My best advice would be to start the class now where you are, start asking questions, getting answers, and getting to know other people in a similar situation as yourself. That alone will help with a lot of what you are experiencing, esp. the “outsider” feeling. Even if you move and join another group, you will have made progress, and worked through some issues that are problematic for you.

you will also develop some prayer habits that will help you immensely.

and by the way, Welcome Home! cliche but every journey begins with that first step


#12

You should talk to your DRE or your pastor about some of your concerns.

BTW, I’m a Catholic, but sometimes I don’t go up to communion because I need to go to Confession to receive worthily. My dh is not Catholic, and he always stays in the pews. I wouldn’t worry about that.

When I see someone sitting in the pews, I actually feel a little sad for them and also grateful. I’m grateful that they are taking communion so seriously. So many receive when they shouldn’t.

God bless you!!!:slight_smile:


#13

Yes, and sometimes people forgot to keep the hour fast before Communion.

I am a new Catholic–from Easter Vigil 2008–and I don’t know that I can add anything to the great advice that people have given.:slight_smile:

When I was waiting to begin RCIA, and even afterward, I felt like I was so in-between places. I asked the priest, “So where do I stand with God right now?” He replied, “You are His beloved.”

Dear friend, your story is about a journey with God. Be encouraged. Now is a wonderful time to start giving your hurts, your confusion–anything–to Jesus to be united with His pain on the Cross.

Our Lord is teaching me, at this very moment, that I must rely on Him for the gifts of love, of faith, of everything–and that means I can’t magically move myself from one stage of growth to another. It’s just like losing weight, getting fit, having a baby, or whatever–things come gradually according to the processes God sets in motion if we give our wills to Him (not easy, but worth it). You can ask Him for your needs.

As far as your time at Communion goes, I must say that one of my biggest comforts was going forward for a blessing. As another poster said, cross your arms in an x over your chest (your fingers will be near your shoulders) and walk reverently toward the front with your mind on the One Whom you are nearing. I carefully bowed while second in line from the front and waited for the blessing, then continued to my seat to kneel and pray.

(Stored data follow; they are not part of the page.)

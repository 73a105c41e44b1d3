//! Integration property tests for bind-core.
//!
//! These tests validate cross-module invariants using property-based
//! testing.

use bind_core::{
    DefaultInjector, PatternLibrary, Record, RuleEngine, RuleSet, SchemaBuilder, Source,
    TagClassifier, TagSet,
};
use proptest::prelude::*;

#[derive(Debug, Default, Clone)]
struct Order {
    quantity: i64,
    codes: Vec<i64>,
    note: String,
}

impl Record for Order {
    fn describe(schema: &mut SchemaBuilder<Self>) {
        schema
            .field(
                "Quantity",
                r#"default:"1" validate:"required,gte=1,lte=100""#,
                |o| &o.quantity,
                |o| &mut o.quantity,
            )
            .field("Codes", r#"validate:"gt=0""#, |o| &o.codes, |o| &mut o.codes)
            .field("Note", r#"validate:"max_len=20""#, |o| &o.note, |o| &mut o.note);
    }
}

// Strategy: Generate arbitrary source tokens for bind tags
fn arb_bind_source() -> impl Strategy<Value = (&'static str, Source)> {
    prop_oneof![
        Just(("path", Source::Path)),
        Just(("uri", Source::Path)),
        Just(("query", Source::Query)),
        Just(("header", Source::Header)),
        Just(("form", Source::Form)),
        Just(("file", Source::File)),
    ]
}

// Strategy: Generate identifiers usable as tag values
fn arb_name() -> impl Strategy<Value = String> {
    prop::string::string_regex("[a-z][a-z0-9_]{0,12}").unwrap()
}

proptest! {
    /// Property: a bind tag always wins over json and protobuf names
    #[test]
    fn proptest_bind_always_wins(
        (token, source) in arb_bind_source(),
        bind_name in arb_name(),
        json_name in arb_name(),
        proto_name in arb_name()
    ) {
        let literal = format!(
            r#"json:"{}" protobuf:"bytes,1,opt,name={}" bind:"{},name={}""#,
            json_name, proto_name, token, bind_name
        );
        let tags = TagSet::parse(&literal);
        let (name, resolved) = TagClassifier::resolve_external_name("Field", &tags);
        prop_assert_eq!(name, bind_name);
        prop_assert_eq!(resolved, source);
    }

    /// Property: without a bind tag the source is always Body
    #[test]
    fn proptest_fallback_names_are_body(json_name in arb_name(), proto_name in arb_name()) {
        let literal = format!(r#"json:"{},omitempty" protobuf:"varint,2,name={}""#, json_name, proto_name);
        let tags = TagSet::parse(&literal);
        let (name, source) = TagClassifier::resolve_external_name("Field", &tags);
        prop_assert_eq!(name, json_name);
        prop_assert_eq!(source, Source::Body);
    }

    /// Property: collections fail a rule once, however many elements fail
    #[test]
    fn proptest_broadcast_reports_once(
        good in prop::collection::vec(1..1000_i64, 0..10),
        bad in prop::collection::vec(-1000..=0_i64, 1..10)
    ) {
        let mut codes = good;
        codes.extend(bad);
        let order = Order { quantity: 5, codes, note: String::new() };

        let report = RuleEngine::default().validate_record(&order).unwrap();
        prop_assert_eq!(report.len(), 1);
        prop_assert_eq!(report.violations()[0].field.as_str(), "Codes");
    }

    /// Property: validating never changes the outcome of a second call
    #[test]
    fn proptest_validation_is_idempotent(
        quantity in any::<i64>(),
        codes in prop::collection::vec(any::<i64>(), 0..8),
        note in ".{0,40}"
    ) {
        let order = Order { quantity, codes, note };
        let engine = RuleEngine::default();
        let first = engine.validate_record(&order).unwrap();
        let second = engine.validate_record(&order).unwrap();
        prop_assert_eq!(first, second);
    }

    /// Property: defaults overwrite whatever the field held
    #[test]
    fn proptest_defaults_overwrite(quantity in any::<i64>()) {
        let mut order = Order { quantity, ..Order::default() };
        DefaultInjector::default().apply(&mut order).unwrap();
        prop_assert_eq!(order.quantity, 1);
        prop_assert!(RuleEngine::default().validate_record(&order).unwrap().is_valid());
    }

    /// Property: #digits accepts exactly the non-empty ASCII digit strings
    #[test]
    fn proptest_digits_pattern(text in "[0-9a-z]{0,12}") {
        let digits = PatternLibrary::lookup("#digits").unwrap();
        let expected = !text.is_empty() && text.bytes().all(|b| b.is_ascii_digit());
        prop_assert_eq!(digits.is_match(&text), expected);
    }

    /// Property: rule splitting never panics on arbitrary input
    #[test]
    fn proptest_rule_parsing_never_panics(rules in ".{0,60}") {
        let _ = RuleSet::parse("Field", &rules, bind_core::Kind::Text);
    }
}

God bless you, keep you, and comfort you.
~TE


#14

Thanks for all of the responses they have really helped! I finally got up the courage to talk to the RCIA director at the parish and he was encouraging. I’ve decided to start classes this Sunday because he said there was no obligation to join. I’ll still get a sponsor so I think having someone familiar with the process will help. If I decide this year isn’t right to join the Church I can go through RCIA again the next year.

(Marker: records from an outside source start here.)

//! Share sinks.

use async_trait::async_trait;
use std::sync::Mutex;

use crate::domain::configurator::ShareSummary;
use crate::ports::{ShareError, ShareOutcome, ShareSink};

/// Headless fallback: there is no share dialog, so the text is logged
/// and reported as copied.
#[derive(Debug, Clone, Copy, Default)]
pub struct LogShareSink;

#[async_trait]
impl ShareSink for LogShareSink {
    async fn share(&self, summary: &ShareSummary) -> Result<ShareOutcome, ShareError> {
        tracing::info!(url = %summary.url, text = %summary.to_text(), "Configuration shared");
        Ok(ShareOutcome::Copied)
    }
}

/// Test double returning a fixed result and capturing what was shared.
///
/// # Panics
///
/// Methods panic if the internal lock is poisoned.
pub struct RecordingShareSink {
    result: Result<ShareOutcome, ShareError>,
    shared: Mutex<Vec<ShareSummary>>,
}

impl RecordingShareSink {
    pub fn new(result: Result<ShareOutcome, ShareError>) -> Self {
        Self {
            result,
            shared: Mutex::new(Vec::new()),
        }
    }

    pub fn shared(&self) -> Vec<ShareSummary> {
        self.shared
            .lock()
            .expect("RecordingShareSink: lock poisoned")
            .clone()
    }
}

#[async_trait]
impl ShareSink for RecordingShareSink {
    async fn share(&self, summary: &ShareSummary) -> Result<ShareOutcome, ShareError> {
        self.shared
            .lock()
            .expect("RecordingShareSink: lock poisoned")
            .push(summary.clone());
        self.result.clone()
    }
}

As far as going up in the Eucharist for a blessing I asked the director about it, but he said the parish discourages the practice. He said I could participate in a spiritual communion as others have described here so I guess I’ll do that.

My family is handling the news better. I think after hearing my reasons it helped them get over the initial shock.

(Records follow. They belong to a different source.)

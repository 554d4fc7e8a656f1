//! Realtime notification client and its provider.

mod client;
mod provider;

pub use client::{RealtimeClientConfig, RealtimeError, RealtimeNotificationClient};
pub use provider::{NotificationHandle, NotificationProvider};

I’m sure over time I will feel more at home in the Catholic church. I know Christ has me on this path for a reason and I know RCIA classes will only help. :slight_smile:


#15

Wow so awesome! Good luck and i am overjoyed for you! Glory be to God.


#16

If by participation you mean partaking of the Eucharist, that’s not correct. Your presence during Mass is your participation.

Due to marital status, I’d been going to daily Mass for almost a year and to Sunday Mass for about 6 years without partaking of the Eucharist, in spite of having being baptized as an infant.

Do go to Mass, adore the Lord present in the Eucharist and ask Him to be in Communion with His Church and be able to partake of His Body and Blood.